■ Exercise objective
Search the material below for the string "registration" and copy each line where it appears.

■ Given data

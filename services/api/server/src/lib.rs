//! # Search History API Server
//!
use crate::metrics::ServerMetrics;
use crate::shutdown::ShutdownCoordinator;
use std::sync::Arc;
// Private API modules - internal implementation details
mod history_api;

// OpenAPI documentation module
pub mod openapi;

// Public modules - shared utilities and middleware
// These provide common functionality that can be used across the application
pub mod health;
pub mod metrics;
pub mod shared;
pub mod shutdown;

pub const VERSION: Option<&'static str> = option_env!("VERSION");

// Public API surface - only expose route registration functions
// This provides a clean API boundary where external code can only access
// the route registration functions without depending on internal module structure

pub use history_api::core::v1::get_routes as get_search_api_v1_routes;

/// Returns the OpenAPI documentation routes for the Search v1 API
/// (Swagger UI plus the OpenAPI JSON spec)
pub fn get_openapi_routes() -> axum::Router {
    use utoipa::OpenApi;
    use utoipa_swagger_ui::SwaggerUi;

    axum::Router::new().without_v07_checks().merge(
        SwaggerUi::new("/swagger-ui")
            .url("/api-docs/openapi.json", openapi::SearchV1ApiDoc::openapi()),
    )
}

async fn fallback_handler()
-> (axum::http::StatusCode, axum::Json<serde_json::Value>) {
    (
        axum::http::StatusCode::NOT_FOUND,
        axum::Json(serde_json::json!({
            "error": "Not Found",
            "message": "The requested endpoint does not exist",
            "status": 404
        })),
    )
}

/// Assemble the full application router: domain routes under
/// `/api/search/v1`, the health/version/metrics endpoints, the 404
/// fallback, and the layer stack.
///
/// Kept separate from `main` so integration tests drive the exact router
/// the binary serves.
pub fn app(state: AppState) -> axum::Router {
    use axum::http::{Method, StatusCode, header};
    use std::time::Duration;
    use tower_http::{
        catch_panic::CatchPanicLayer, compression::CompressionLayer,
        cors::Any, cors::CorsLayer, trace::TraceLayer,
    };

    // The browser contract: any origin, the three advertised methods,
    // Content-Type only, preflight cached for a day.
    let cors = CorsLayer::new()
        .allow_origin(Any)
        .allow_methods([Method::GET, Method::POST, Method::OPTIONS])
        .allow_headers([header::CONTENT_TYPE])
        .max_age(Duration::from_secs(86400));

    axum::Router::new()
        .without_v07_checks()
        .route("/health", {
            let state = state.clone();
            axum::routing::get(move || {
                let state = state.clone();
                async move { health::handler(state).await }
            })
        })
        .route(
            "/version",
            axum::routing::get(|| async { VERSION.unwrap_or("unknown") }),
        )
        .route("/metrics", {
            let metrics = state.metrics.clone();
            axum::routing::get(move || {
                let metrics = metrics.clone();
                async move {
                    (
                        StatusCode::OK,
                        [(header::CONTENT_TYPE, "text/plain; charset=utf-8")],
                        metrics.render(),
                    )
                }
            })
        })
        .nest("/api/search/v1", get_search_api_v1_routes(state))
        .fallback(fallback_handler)
        .layer(cors)
        .layer(TraceLayer::new_for_http())
        .layer(CompressionLayer::new())
        .layer(CatchPanicLayer::new())
        .merge(get_openapi_routes())
}

#[derive(Clone)]
pub struct AppState {
    pub metrics: Arc<ServerMetrics>,
    pub pool: postgres_models::connection::Pool,
    pub config: Arc<Config>,
    pub shutdown: Arc<ShutdownCoordinator>,
}

impl axum::extract::FromRef<AppState> for postgres_models::connection::Pool {
    fn from_ref(state: &AppState) -> Self {
        state.pool.clone()
    }
}

#[derive(Debug, serde::Deserialize)]
pub struct Config {
    // Service port
    #[serde(default = "default_api_service_port")]
    pub api_service_port: String,

    // Loggers
    #[serde(default = "default_rust_log")]
    pub rust_log: String,
    #[serde(default)]
    pub log_format: String,

    // Db configs
    #[serde(default)]
    pub database_url: String,
}

fn default_api_service_port() -> String {
    "3000".to_string()
}

fn default_rust_log() -> String {
    "info".to_string()
}

impl Config {
    pub fn load() -> anyhow::Result<Self> {
        // Load .env file if present (useful when running outside docker-compose)
        match dotenv::dotenv() {
            Ok(path) => eprintln!("Loaded .env from: {}", path.display()),
            Err(e) => eprintln!("dotenv warning: {e}"),
        }

        envy::from_env::<Config>()?.validate()
    }

    /// The connection string is the one piece of configuration without a
    /// usable default; refuse to boot without it.
    pub fn validate(self) -> anyhow::Result<Self> {
        if self.database_url.is_empty() {
            anyhow::bail!("Database URL not configured");
        }
        Ok(self)
    }
}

■ Exercise output
// Public API surface - only expose route registration functions
// the route registration functions without depending on internal module structure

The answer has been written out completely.